▶ **What to produce**: Among the entries below, extract exactly the lines that run from the one with "while next <" through the one with "joined.push('\n');", both ends included.

▶ **Material shown**:

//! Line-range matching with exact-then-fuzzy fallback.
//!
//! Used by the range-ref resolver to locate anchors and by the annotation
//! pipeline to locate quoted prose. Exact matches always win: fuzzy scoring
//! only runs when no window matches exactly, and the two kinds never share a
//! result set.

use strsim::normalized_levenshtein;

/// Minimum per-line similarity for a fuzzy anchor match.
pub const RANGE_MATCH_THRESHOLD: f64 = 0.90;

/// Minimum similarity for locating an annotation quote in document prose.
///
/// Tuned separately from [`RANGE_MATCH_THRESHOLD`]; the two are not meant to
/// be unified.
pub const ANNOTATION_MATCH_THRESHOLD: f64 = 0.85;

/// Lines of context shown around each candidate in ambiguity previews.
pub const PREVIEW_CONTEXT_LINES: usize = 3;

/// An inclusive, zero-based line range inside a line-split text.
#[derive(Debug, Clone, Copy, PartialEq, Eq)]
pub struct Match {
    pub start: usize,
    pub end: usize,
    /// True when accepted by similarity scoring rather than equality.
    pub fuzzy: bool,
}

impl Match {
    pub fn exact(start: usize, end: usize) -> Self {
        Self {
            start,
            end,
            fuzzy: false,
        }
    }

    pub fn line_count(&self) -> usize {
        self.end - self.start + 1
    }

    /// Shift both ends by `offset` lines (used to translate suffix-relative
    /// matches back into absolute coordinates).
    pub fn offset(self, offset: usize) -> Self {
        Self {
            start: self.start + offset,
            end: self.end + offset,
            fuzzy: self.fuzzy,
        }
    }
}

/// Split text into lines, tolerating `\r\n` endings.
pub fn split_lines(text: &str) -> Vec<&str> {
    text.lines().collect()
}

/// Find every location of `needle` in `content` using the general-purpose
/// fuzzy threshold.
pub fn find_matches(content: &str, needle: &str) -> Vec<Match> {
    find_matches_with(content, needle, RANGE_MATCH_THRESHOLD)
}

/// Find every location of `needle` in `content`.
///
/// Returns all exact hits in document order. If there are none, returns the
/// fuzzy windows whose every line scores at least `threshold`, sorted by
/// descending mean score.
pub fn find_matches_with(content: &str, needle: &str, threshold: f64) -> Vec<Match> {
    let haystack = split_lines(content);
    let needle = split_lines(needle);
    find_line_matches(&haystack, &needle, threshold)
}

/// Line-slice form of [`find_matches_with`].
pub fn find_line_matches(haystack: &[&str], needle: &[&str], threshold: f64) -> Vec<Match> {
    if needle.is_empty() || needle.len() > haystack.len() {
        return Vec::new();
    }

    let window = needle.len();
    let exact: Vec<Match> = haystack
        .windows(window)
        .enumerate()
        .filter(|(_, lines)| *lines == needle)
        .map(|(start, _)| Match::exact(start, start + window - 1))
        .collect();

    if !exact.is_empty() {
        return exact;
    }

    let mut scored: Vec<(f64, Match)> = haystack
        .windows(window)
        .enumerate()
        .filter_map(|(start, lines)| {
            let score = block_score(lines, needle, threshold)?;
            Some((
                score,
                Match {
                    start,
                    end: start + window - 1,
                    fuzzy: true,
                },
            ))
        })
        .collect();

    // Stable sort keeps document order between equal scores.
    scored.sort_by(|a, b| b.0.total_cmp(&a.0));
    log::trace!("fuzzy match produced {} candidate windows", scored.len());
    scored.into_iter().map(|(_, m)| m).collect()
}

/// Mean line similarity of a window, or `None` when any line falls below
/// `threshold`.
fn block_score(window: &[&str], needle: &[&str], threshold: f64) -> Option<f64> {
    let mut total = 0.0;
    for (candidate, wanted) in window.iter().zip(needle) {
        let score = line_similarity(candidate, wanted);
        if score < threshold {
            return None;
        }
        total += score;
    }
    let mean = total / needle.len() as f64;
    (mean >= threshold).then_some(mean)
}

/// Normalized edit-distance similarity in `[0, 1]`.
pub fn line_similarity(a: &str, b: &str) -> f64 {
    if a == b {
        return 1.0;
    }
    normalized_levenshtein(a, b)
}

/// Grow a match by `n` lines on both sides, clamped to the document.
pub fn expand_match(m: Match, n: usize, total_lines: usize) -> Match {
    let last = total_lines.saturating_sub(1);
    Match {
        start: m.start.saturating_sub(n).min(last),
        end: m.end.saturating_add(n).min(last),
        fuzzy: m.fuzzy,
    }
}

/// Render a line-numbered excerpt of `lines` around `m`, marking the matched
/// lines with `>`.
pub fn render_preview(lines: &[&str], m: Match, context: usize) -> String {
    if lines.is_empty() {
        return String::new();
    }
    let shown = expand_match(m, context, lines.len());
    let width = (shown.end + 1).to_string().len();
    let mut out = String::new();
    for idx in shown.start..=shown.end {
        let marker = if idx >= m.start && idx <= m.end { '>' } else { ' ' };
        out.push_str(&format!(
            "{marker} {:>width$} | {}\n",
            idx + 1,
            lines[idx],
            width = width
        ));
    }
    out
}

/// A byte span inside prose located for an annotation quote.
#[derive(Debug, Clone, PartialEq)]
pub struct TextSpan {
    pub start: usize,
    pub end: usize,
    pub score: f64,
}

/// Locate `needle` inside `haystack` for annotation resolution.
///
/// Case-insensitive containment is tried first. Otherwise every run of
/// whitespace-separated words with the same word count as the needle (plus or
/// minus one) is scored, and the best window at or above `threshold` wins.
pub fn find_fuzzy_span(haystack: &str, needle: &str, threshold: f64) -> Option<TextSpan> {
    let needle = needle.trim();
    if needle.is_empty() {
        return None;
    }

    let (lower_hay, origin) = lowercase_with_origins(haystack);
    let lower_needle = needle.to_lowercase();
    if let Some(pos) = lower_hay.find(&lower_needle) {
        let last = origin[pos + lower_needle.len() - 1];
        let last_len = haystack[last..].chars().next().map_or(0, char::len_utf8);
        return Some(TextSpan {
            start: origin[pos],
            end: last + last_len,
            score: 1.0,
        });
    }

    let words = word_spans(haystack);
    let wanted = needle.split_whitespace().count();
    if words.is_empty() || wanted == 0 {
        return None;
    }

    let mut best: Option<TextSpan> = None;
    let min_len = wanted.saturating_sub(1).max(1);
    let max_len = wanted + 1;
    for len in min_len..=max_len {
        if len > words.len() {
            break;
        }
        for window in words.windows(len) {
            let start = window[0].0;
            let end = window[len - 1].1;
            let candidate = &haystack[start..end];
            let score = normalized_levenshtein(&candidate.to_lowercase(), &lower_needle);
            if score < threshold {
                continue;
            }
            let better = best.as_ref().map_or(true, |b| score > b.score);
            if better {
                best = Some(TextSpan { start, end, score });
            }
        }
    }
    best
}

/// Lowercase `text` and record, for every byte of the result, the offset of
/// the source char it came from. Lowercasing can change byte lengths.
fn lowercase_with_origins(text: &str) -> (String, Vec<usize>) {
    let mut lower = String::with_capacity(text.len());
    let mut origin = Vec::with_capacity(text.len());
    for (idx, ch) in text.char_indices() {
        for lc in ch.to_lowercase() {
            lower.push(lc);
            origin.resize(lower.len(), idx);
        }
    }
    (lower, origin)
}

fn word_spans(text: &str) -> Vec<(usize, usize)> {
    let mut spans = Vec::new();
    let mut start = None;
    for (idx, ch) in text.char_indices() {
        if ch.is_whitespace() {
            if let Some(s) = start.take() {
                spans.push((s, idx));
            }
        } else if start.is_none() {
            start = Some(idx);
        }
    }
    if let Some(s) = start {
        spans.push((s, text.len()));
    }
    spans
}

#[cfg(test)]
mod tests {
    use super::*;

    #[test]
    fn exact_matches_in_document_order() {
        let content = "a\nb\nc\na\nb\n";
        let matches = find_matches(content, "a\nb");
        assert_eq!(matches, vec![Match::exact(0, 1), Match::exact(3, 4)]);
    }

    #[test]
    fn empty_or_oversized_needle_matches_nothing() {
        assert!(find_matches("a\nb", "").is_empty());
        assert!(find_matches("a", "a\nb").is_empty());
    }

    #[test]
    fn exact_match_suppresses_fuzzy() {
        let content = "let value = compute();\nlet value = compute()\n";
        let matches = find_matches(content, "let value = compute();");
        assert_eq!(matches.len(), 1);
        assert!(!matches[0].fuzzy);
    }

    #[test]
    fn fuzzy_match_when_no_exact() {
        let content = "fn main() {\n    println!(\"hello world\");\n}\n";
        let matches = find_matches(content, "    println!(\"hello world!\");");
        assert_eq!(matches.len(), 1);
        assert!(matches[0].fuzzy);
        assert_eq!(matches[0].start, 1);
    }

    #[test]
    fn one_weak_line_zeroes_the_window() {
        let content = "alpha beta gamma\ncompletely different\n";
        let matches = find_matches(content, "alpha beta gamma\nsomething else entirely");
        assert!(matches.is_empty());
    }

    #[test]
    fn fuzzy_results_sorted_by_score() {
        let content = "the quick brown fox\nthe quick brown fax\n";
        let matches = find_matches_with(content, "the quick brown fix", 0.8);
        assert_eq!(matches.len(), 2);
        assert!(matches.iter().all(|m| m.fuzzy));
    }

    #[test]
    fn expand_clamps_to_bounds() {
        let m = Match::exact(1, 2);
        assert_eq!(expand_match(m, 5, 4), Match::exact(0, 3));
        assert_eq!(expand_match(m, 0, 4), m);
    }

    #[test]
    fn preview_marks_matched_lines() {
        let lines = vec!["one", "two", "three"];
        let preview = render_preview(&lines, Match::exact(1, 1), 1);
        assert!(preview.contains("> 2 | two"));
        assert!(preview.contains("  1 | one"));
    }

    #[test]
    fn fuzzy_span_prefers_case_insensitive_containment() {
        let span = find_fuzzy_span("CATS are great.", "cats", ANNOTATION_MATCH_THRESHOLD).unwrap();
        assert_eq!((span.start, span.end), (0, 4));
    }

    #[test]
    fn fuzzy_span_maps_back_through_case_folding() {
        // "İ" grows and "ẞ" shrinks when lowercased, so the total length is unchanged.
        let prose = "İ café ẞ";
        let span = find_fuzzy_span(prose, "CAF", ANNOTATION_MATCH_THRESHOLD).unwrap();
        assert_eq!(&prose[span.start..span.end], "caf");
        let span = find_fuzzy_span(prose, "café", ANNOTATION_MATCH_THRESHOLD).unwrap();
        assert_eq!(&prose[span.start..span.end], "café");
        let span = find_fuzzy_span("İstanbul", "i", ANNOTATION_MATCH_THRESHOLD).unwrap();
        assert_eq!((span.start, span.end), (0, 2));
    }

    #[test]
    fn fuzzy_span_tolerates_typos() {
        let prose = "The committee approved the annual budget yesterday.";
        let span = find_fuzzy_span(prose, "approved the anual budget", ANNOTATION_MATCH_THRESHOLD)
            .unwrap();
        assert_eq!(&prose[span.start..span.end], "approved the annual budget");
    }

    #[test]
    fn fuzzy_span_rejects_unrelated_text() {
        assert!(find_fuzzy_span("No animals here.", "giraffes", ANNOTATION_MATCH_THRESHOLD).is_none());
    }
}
...
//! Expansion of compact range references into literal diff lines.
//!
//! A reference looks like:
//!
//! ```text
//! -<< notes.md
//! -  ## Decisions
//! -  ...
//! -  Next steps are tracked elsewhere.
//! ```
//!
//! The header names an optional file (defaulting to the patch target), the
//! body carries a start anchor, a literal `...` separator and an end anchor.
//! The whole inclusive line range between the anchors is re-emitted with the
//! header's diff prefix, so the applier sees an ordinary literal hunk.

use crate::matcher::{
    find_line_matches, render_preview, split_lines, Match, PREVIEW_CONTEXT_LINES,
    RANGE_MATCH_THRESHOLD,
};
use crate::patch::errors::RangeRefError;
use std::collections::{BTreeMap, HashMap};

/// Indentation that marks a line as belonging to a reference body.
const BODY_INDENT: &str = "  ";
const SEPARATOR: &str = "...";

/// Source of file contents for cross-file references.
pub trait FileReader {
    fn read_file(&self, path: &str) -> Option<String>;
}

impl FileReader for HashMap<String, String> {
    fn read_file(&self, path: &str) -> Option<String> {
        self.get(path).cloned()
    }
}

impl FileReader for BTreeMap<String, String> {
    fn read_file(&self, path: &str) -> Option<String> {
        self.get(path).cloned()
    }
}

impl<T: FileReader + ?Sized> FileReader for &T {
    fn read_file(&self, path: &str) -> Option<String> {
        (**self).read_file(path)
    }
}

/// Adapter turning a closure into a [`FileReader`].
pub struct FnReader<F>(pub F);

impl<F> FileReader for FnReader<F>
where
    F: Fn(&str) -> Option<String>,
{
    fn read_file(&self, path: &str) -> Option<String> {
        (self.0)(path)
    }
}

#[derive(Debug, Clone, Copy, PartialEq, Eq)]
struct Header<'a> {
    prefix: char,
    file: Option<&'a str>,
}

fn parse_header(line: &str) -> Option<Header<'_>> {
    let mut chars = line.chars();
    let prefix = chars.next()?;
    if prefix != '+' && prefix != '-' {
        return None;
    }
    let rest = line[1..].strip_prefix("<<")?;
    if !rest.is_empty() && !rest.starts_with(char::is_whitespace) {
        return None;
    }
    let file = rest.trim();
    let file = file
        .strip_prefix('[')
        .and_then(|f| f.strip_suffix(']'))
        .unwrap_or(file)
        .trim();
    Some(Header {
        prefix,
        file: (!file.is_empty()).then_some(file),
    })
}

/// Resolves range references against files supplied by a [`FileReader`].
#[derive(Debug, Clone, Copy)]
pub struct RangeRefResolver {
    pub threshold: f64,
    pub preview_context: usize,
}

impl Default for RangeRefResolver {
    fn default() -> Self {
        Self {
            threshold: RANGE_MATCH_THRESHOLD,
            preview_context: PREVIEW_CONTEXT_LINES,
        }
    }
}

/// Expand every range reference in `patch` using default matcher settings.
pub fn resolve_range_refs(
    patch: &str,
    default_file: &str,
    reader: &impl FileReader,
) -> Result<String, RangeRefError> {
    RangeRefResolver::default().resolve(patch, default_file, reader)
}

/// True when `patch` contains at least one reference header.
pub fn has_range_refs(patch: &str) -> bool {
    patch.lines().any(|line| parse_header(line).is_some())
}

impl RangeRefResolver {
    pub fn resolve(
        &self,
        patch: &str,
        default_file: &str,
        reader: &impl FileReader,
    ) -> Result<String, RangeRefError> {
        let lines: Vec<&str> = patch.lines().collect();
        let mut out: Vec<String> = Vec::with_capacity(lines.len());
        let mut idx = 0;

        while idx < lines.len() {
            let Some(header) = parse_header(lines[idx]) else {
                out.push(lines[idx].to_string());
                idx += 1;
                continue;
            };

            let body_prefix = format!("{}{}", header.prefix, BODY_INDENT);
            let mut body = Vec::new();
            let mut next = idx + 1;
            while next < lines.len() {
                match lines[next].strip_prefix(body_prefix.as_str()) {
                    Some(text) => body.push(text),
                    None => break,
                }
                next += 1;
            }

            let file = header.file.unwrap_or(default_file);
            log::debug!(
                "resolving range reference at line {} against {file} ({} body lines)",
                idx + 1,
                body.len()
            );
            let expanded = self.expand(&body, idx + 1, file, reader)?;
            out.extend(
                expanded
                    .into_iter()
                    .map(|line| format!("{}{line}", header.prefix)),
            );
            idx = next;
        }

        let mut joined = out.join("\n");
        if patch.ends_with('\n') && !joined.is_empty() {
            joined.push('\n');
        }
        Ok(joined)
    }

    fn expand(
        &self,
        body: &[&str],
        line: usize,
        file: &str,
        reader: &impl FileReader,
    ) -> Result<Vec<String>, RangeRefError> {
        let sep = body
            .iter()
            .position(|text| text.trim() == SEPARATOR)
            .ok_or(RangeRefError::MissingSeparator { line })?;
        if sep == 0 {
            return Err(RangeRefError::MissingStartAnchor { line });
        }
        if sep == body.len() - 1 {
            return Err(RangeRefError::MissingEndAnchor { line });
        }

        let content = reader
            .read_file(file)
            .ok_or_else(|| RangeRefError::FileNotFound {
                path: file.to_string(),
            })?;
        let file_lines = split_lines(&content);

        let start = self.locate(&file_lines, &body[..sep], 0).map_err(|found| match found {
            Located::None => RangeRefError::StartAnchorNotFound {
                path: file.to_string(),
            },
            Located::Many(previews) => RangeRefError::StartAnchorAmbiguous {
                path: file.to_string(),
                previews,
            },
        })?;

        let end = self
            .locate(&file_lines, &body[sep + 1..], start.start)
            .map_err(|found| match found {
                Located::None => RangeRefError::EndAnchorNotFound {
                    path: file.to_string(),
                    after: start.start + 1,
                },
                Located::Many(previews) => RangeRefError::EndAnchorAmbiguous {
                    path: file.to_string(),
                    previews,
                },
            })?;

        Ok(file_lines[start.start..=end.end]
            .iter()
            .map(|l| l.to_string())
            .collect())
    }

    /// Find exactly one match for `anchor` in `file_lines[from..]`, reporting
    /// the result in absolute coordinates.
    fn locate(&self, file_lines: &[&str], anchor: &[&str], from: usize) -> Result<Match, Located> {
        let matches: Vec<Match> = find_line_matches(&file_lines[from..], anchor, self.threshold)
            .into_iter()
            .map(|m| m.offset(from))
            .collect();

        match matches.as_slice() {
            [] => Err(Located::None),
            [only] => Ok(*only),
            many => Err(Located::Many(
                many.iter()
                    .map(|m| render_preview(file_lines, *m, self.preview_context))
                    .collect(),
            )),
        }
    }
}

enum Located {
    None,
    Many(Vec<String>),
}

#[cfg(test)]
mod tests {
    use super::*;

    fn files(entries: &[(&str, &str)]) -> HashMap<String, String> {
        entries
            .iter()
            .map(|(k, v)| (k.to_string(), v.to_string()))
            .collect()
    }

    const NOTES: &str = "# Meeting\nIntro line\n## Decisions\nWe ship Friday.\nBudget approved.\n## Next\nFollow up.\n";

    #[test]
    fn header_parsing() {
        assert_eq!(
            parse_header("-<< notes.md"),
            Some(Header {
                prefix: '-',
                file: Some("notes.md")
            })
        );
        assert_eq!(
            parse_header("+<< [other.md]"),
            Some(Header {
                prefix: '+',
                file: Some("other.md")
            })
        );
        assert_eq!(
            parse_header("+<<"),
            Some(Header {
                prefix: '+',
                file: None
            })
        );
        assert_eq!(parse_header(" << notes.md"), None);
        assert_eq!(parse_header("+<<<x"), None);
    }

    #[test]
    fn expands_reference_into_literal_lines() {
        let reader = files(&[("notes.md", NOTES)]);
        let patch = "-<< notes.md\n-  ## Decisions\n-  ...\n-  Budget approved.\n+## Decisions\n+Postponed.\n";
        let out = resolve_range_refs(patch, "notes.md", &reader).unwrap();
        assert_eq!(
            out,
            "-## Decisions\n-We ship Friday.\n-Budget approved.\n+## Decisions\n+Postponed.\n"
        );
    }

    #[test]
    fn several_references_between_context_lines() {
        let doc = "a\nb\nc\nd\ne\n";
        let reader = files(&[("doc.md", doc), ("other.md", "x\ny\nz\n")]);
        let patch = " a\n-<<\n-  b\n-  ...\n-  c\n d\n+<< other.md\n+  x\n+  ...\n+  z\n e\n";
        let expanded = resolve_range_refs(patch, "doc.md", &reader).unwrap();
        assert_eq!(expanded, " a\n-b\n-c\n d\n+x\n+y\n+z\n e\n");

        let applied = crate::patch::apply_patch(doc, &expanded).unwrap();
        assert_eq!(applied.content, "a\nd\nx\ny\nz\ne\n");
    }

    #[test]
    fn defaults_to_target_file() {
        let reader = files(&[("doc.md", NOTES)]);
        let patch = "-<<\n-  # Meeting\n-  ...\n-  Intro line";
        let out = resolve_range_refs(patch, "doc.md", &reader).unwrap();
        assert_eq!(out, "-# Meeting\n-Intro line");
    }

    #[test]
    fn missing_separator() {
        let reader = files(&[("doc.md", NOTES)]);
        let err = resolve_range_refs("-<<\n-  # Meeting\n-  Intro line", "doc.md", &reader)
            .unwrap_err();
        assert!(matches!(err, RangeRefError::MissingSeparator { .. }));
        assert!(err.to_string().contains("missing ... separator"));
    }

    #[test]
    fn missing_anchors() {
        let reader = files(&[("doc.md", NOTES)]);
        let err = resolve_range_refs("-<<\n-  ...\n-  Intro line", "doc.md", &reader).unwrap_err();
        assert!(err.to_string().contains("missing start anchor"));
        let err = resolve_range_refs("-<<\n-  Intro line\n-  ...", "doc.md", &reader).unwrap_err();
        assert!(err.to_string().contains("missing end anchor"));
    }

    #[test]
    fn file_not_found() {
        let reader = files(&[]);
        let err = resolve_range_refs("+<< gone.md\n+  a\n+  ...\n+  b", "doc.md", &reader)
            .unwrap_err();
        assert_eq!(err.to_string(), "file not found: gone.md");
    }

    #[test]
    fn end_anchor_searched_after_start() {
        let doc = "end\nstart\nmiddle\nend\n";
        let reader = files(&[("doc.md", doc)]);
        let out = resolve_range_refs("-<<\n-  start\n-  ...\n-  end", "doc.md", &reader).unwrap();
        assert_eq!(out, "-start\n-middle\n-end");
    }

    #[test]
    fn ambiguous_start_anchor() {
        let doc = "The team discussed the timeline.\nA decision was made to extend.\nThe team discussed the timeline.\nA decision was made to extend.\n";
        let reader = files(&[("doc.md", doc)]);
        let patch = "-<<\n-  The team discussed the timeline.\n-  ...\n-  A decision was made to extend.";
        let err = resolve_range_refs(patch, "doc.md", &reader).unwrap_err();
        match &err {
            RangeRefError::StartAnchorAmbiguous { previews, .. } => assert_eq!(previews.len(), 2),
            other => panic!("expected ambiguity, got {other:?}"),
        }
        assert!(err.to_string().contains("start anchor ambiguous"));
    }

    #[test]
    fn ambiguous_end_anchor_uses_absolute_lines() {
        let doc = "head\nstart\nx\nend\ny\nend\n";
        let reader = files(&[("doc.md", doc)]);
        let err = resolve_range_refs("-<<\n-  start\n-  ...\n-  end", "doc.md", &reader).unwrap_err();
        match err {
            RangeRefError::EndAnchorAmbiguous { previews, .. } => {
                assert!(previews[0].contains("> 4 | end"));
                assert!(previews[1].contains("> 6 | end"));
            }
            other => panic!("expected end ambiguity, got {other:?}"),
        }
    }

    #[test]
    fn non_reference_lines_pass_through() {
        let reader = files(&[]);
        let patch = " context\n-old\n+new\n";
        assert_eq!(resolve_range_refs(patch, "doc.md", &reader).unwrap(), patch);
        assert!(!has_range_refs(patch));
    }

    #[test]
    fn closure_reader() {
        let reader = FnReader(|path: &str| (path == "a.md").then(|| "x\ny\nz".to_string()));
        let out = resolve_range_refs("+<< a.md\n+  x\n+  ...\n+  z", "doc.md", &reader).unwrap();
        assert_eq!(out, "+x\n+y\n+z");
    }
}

▶ **Your response**:
            while next < lines.len() {
                match lines[next].strip_prefix(body_prefix.as_str()) {
                    Some(text) => body.push(text),
                    None => break,
                }
                next += 1;
            }

            let file = header.file.unwrap_or(default_file);
            log::debug!(
                "resolving range reference at line {} against {file} ({} body lines)",
                idx + 1,
                body.len()
            );
            let expanded = self.expand(&body, idx + 1, file, reader)?;
            out.extend(
                expanded
                    .into_iter()
                    .map(|line| format!("{}{line}", header.prefix)),
            );
            idx = next;
        }

        let mut joined = out.join("\n");
        if patch.ends_with('\n') && !joined.is_empty() {
            joined.push('\n');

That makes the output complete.